** Task instructions **
Where a line of the data below has the string "charge", copy that line.

** Stored data **

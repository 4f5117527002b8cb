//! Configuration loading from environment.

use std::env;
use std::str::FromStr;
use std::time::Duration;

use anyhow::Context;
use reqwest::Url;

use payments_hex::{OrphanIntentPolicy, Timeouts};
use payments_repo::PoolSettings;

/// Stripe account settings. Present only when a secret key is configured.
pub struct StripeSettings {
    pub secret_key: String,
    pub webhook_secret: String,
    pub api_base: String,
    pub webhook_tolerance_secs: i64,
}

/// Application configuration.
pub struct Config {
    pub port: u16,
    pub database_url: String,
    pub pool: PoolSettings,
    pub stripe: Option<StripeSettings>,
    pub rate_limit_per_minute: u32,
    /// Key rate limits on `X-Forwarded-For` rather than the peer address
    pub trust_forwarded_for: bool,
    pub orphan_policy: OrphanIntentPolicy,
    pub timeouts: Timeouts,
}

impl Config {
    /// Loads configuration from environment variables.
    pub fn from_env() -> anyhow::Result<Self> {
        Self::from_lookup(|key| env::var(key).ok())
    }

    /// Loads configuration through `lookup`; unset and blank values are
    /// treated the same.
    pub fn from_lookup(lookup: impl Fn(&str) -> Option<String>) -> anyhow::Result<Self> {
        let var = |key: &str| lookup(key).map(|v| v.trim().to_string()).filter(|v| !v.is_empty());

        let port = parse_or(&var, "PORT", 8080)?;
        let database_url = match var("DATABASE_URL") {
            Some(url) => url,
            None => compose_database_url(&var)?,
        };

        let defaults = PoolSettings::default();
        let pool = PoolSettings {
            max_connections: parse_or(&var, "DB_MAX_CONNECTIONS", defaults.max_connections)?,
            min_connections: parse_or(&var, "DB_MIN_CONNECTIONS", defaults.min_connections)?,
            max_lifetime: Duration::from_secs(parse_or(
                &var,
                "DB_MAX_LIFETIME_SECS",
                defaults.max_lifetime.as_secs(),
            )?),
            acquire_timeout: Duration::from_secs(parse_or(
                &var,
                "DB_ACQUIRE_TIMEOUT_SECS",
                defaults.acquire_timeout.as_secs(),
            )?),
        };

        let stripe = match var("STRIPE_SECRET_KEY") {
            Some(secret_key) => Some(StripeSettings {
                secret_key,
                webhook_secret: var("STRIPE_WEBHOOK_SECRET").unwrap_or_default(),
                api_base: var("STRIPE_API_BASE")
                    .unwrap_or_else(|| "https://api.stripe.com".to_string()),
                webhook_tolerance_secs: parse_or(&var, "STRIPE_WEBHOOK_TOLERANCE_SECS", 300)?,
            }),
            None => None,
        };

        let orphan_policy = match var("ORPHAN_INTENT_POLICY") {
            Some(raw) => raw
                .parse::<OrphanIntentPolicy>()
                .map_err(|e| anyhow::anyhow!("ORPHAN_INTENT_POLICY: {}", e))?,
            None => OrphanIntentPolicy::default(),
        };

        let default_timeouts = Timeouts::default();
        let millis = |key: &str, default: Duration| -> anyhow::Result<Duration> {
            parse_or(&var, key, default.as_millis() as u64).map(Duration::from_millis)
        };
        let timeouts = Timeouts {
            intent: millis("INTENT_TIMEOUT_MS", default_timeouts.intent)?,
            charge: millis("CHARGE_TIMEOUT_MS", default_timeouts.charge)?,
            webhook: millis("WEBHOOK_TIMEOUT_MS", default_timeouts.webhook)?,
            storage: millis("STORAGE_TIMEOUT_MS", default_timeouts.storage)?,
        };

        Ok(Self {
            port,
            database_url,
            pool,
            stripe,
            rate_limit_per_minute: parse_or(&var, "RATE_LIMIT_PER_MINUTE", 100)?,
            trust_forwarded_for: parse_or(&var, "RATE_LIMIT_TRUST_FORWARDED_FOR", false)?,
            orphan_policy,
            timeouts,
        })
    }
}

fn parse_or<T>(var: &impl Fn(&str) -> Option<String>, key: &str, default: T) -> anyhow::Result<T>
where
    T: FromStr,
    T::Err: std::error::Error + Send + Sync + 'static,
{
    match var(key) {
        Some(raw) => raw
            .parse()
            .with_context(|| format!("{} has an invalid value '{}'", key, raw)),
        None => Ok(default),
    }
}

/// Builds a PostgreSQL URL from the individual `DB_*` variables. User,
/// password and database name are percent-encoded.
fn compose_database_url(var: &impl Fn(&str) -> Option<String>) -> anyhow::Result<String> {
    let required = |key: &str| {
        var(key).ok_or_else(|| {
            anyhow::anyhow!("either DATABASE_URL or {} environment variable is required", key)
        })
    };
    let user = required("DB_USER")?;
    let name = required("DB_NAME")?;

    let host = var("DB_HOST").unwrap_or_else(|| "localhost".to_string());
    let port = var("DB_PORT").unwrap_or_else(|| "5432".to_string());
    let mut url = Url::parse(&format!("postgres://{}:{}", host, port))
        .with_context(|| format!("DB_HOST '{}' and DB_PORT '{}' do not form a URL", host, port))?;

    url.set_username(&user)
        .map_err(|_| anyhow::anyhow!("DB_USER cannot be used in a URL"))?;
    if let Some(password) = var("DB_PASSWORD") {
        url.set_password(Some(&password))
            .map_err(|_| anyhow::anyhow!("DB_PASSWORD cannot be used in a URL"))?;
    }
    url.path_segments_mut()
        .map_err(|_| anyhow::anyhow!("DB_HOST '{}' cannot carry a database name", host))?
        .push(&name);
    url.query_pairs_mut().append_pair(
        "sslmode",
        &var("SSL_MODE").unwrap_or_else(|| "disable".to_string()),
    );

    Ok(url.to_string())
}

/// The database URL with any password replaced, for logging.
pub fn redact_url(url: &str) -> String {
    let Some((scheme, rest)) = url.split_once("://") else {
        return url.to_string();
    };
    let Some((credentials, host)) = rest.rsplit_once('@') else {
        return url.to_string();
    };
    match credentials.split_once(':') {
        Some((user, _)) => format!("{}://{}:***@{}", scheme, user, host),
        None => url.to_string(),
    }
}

* * *

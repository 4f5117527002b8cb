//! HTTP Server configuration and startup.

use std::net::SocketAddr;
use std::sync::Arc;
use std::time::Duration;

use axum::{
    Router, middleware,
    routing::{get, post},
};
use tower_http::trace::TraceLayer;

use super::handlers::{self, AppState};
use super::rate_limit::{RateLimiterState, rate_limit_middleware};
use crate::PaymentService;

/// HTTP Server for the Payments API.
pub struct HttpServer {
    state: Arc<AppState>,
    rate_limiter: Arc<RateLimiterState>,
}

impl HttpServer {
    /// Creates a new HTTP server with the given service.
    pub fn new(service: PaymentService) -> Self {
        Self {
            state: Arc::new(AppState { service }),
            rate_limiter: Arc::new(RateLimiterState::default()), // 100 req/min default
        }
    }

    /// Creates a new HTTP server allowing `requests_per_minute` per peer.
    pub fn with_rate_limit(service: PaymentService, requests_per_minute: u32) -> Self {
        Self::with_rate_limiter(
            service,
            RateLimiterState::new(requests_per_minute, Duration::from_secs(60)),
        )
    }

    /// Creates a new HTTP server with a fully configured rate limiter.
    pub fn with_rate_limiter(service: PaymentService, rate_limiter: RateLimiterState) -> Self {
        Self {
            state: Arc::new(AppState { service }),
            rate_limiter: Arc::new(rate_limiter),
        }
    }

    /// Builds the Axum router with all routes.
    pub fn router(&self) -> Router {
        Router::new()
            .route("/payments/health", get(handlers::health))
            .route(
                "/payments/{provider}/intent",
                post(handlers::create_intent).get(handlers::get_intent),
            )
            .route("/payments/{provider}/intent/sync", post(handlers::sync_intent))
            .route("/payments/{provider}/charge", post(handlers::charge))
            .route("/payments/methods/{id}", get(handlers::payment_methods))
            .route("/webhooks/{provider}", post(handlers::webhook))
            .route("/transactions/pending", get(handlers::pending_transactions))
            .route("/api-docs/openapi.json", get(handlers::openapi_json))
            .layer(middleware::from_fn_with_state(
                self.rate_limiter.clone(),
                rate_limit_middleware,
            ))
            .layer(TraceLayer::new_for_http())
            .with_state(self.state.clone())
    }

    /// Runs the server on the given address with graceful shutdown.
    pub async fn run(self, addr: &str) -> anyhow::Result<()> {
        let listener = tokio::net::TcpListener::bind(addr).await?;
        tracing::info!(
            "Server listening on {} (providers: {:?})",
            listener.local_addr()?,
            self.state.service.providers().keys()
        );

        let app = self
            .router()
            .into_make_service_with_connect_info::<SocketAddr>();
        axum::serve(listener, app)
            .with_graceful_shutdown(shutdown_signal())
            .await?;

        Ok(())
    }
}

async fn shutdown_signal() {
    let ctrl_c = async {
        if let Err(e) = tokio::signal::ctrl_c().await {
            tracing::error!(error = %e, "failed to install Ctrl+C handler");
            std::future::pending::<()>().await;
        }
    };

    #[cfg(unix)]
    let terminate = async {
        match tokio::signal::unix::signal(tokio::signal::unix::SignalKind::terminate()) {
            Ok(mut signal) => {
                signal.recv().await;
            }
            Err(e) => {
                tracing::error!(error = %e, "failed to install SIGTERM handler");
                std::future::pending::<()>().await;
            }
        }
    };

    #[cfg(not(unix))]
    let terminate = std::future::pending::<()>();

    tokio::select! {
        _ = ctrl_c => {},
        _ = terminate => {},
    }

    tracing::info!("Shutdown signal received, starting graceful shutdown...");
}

--

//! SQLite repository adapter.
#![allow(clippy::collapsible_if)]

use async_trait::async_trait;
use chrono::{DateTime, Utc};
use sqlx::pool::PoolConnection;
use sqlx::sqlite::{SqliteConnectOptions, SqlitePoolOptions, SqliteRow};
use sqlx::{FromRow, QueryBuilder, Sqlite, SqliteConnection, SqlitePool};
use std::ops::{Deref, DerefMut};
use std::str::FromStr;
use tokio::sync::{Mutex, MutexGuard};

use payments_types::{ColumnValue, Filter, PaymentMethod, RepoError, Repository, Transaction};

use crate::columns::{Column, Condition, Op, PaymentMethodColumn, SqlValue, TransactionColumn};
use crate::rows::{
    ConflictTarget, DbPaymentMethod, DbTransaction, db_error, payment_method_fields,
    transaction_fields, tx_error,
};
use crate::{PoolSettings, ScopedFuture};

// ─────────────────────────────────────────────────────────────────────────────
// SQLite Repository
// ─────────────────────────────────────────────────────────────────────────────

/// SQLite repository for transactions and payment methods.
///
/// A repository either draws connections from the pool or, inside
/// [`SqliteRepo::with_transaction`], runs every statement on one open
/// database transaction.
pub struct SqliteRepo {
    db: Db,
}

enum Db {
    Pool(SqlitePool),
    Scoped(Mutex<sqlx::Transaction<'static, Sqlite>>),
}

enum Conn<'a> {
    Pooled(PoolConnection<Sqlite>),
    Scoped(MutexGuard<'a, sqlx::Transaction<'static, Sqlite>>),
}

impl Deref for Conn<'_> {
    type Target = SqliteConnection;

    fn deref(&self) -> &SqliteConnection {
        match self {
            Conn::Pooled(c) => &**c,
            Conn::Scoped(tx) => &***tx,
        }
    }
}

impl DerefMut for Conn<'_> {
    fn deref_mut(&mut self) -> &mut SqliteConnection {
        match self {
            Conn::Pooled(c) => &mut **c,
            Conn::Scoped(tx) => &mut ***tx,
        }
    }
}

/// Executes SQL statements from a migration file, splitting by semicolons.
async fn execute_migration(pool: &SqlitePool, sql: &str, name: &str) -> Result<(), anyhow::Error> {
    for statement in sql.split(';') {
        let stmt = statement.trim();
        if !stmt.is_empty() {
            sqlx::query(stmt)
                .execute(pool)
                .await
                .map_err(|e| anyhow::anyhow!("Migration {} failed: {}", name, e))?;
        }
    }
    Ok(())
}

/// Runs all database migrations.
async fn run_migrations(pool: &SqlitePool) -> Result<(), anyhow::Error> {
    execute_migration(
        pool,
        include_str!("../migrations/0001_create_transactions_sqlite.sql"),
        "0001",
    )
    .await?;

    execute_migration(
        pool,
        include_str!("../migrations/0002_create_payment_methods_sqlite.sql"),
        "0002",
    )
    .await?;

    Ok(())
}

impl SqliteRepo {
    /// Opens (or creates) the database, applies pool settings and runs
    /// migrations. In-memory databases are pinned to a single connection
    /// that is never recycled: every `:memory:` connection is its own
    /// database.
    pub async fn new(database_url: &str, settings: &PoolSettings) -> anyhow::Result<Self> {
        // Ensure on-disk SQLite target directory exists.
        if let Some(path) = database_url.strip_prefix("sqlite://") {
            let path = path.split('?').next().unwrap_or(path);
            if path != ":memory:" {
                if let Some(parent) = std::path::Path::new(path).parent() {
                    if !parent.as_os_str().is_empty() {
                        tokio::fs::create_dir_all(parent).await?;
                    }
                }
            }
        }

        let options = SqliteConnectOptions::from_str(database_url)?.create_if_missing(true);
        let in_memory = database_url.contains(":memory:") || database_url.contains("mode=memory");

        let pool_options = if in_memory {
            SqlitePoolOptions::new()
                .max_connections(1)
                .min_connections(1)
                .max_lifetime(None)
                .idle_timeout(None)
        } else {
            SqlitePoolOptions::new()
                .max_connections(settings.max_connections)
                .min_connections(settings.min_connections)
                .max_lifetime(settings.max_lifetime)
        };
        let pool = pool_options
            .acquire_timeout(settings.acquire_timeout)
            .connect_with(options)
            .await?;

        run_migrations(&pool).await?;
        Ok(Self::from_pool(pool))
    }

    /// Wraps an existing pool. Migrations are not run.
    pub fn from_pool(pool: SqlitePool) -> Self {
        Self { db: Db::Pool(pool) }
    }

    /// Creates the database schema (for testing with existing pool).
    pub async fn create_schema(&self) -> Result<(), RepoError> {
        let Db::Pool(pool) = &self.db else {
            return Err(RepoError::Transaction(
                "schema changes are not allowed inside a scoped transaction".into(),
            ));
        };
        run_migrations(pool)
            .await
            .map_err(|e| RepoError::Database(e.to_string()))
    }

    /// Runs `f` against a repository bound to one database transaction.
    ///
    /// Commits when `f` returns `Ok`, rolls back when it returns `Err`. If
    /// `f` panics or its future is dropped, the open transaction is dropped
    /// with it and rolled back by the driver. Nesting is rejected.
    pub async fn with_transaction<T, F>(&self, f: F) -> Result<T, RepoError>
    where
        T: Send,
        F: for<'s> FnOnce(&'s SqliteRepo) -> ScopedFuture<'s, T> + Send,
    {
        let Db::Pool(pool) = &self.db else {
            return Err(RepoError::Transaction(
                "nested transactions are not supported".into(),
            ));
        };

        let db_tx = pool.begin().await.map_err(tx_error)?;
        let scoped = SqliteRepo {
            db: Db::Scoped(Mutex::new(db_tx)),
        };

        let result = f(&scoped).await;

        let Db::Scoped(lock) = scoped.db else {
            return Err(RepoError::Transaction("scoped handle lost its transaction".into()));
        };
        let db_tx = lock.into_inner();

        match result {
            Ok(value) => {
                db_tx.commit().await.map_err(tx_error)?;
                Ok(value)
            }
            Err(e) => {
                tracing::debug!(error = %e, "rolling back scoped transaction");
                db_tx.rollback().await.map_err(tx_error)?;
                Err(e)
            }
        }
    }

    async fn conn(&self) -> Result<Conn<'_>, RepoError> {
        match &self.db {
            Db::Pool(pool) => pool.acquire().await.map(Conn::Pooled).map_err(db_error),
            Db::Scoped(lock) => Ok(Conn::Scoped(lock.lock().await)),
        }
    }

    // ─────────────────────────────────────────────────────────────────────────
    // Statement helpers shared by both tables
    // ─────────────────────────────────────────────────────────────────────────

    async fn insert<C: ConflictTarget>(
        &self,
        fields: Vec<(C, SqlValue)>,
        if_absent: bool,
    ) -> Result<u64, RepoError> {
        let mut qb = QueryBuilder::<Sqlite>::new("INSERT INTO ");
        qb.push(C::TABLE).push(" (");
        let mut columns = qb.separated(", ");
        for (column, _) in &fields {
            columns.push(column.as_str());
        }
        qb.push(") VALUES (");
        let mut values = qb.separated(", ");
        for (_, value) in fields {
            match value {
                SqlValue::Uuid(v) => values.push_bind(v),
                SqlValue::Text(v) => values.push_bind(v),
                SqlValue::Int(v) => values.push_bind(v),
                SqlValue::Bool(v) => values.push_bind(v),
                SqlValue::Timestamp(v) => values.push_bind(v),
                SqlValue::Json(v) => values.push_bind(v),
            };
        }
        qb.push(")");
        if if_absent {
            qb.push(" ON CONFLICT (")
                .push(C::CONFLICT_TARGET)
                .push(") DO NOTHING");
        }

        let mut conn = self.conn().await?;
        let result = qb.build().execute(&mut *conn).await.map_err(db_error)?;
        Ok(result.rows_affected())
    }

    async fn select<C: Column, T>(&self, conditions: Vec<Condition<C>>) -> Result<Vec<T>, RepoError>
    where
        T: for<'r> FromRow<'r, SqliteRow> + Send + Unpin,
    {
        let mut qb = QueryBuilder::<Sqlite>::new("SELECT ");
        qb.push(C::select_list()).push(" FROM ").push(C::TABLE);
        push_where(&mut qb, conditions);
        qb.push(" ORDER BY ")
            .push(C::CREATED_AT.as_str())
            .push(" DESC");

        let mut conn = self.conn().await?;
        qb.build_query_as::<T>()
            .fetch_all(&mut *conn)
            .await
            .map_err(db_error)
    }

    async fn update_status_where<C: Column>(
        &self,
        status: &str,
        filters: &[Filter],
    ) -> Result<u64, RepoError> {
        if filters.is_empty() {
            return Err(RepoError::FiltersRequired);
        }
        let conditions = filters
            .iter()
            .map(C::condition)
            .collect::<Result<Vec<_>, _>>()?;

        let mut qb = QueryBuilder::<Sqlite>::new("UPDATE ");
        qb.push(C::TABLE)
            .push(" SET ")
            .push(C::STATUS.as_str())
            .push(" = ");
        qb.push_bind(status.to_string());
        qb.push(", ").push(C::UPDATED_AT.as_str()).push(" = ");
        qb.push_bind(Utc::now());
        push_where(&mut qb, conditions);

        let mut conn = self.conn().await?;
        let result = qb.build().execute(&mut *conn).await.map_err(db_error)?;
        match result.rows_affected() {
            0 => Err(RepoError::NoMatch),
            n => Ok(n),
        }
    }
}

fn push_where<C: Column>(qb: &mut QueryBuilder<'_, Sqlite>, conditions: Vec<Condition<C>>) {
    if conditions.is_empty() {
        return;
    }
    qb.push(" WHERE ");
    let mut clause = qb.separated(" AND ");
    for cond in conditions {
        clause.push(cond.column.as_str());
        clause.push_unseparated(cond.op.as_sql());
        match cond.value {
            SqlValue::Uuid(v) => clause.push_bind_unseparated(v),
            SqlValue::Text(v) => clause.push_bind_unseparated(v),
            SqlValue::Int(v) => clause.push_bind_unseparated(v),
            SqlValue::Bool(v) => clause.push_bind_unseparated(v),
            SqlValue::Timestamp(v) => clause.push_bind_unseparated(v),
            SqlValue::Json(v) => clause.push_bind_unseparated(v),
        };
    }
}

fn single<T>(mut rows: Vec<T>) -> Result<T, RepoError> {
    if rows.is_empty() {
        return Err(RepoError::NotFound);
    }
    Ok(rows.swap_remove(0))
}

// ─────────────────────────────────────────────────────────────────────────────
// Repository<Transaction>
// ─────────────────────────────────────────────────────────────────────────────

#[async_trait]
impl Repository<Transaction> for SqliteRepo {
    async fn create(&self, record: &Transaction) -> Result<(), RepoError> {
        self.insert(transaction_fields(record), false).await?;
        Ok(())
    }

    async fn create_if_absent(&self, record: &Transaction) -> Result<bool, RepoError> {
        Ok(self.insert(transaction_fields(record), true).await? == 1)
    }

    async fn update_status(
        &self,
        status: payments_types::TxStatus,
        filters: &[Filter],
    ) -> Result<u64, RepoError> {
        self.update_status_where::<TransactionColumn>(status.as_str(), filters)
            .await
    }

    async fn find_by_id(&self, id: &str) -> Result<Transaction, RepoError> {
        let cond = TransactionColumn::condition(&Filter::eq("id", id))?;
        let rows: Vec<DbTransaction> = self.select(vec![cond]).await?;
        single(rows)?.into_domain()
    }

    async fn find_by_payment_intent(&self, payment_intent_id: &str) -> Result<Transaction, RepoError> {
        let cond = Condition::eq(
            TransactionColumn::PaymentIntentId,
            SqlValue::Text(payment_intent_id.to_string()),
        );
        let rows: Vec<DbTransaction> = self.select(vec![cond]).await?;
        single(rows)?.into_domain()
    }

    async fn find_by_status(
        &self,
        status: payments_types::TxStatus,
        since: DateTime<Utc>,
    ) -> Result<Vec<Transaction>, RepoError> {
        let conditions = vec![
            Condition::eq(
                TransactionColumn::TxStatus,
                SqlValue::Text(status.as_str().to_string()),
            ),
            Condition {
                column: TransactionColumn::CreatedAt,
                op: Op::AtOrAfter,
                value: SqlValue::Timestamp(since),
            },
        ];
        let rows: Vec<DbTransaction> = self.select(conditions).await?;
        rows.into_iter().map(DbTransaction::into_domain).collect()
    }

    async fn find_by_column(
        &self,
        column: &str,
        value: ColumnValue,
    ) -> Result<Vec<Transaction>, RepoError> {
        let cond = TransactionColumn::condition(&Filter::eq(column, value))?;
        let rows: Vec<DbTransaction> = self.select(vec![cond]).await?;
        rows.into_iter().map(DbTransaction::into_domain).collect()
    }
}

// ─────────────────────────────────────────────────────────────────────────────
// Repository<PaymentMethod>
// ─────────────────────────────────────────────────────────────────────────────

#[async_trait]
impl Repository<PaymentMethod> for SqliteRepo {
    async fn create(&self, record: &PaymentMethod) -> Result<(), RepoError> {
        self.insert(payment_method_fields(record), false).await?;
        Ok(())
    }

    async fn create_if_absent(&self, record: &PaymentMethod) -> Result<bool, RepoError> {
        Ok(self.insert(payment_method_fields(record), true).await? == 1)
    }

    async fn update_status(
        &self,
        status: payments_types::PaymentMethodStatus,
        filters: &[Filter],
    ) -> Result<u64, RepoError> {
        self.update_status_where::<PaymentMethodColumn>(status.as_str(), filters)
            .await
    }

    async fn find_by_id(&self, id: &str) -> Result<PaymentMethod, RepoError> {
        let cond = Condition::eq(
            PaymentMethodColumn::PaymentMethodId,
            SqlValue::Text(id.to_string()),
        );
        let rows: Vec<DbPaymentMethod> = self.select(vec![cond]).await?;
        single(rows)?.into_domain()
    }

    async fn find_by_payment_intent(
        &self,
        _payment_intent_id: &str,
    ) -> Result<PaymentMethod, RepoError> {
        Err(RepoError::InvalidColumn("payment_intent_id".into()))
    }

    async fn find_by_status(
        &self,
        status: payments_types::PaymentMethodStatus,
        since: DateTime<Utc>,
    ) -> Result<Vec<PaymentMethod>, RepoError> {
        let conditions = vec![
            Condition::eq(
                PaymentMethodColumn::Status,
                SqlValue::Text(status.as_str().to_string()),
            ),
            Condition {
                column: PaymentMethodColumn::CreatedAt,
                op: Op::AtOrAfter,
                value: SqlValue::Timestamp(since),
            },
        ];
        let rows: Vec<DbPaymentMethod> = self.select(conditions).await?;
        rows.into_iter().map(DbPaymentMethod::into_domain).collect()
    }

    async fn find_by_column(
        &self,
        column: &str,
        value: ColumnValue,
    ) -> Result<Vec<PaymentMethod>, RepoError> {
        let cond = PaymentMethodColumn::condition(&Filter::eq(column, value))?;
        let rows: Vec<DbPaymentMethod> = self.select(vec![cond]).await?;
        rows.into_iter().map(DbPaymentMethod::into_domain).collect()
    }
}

** Answer to this exercise **
            charge: millis("CHARGE_TIMEOUT_MS", default_timeouts.charge)?,
            .route("/payments/{provider}/charge", post(handlers::charge))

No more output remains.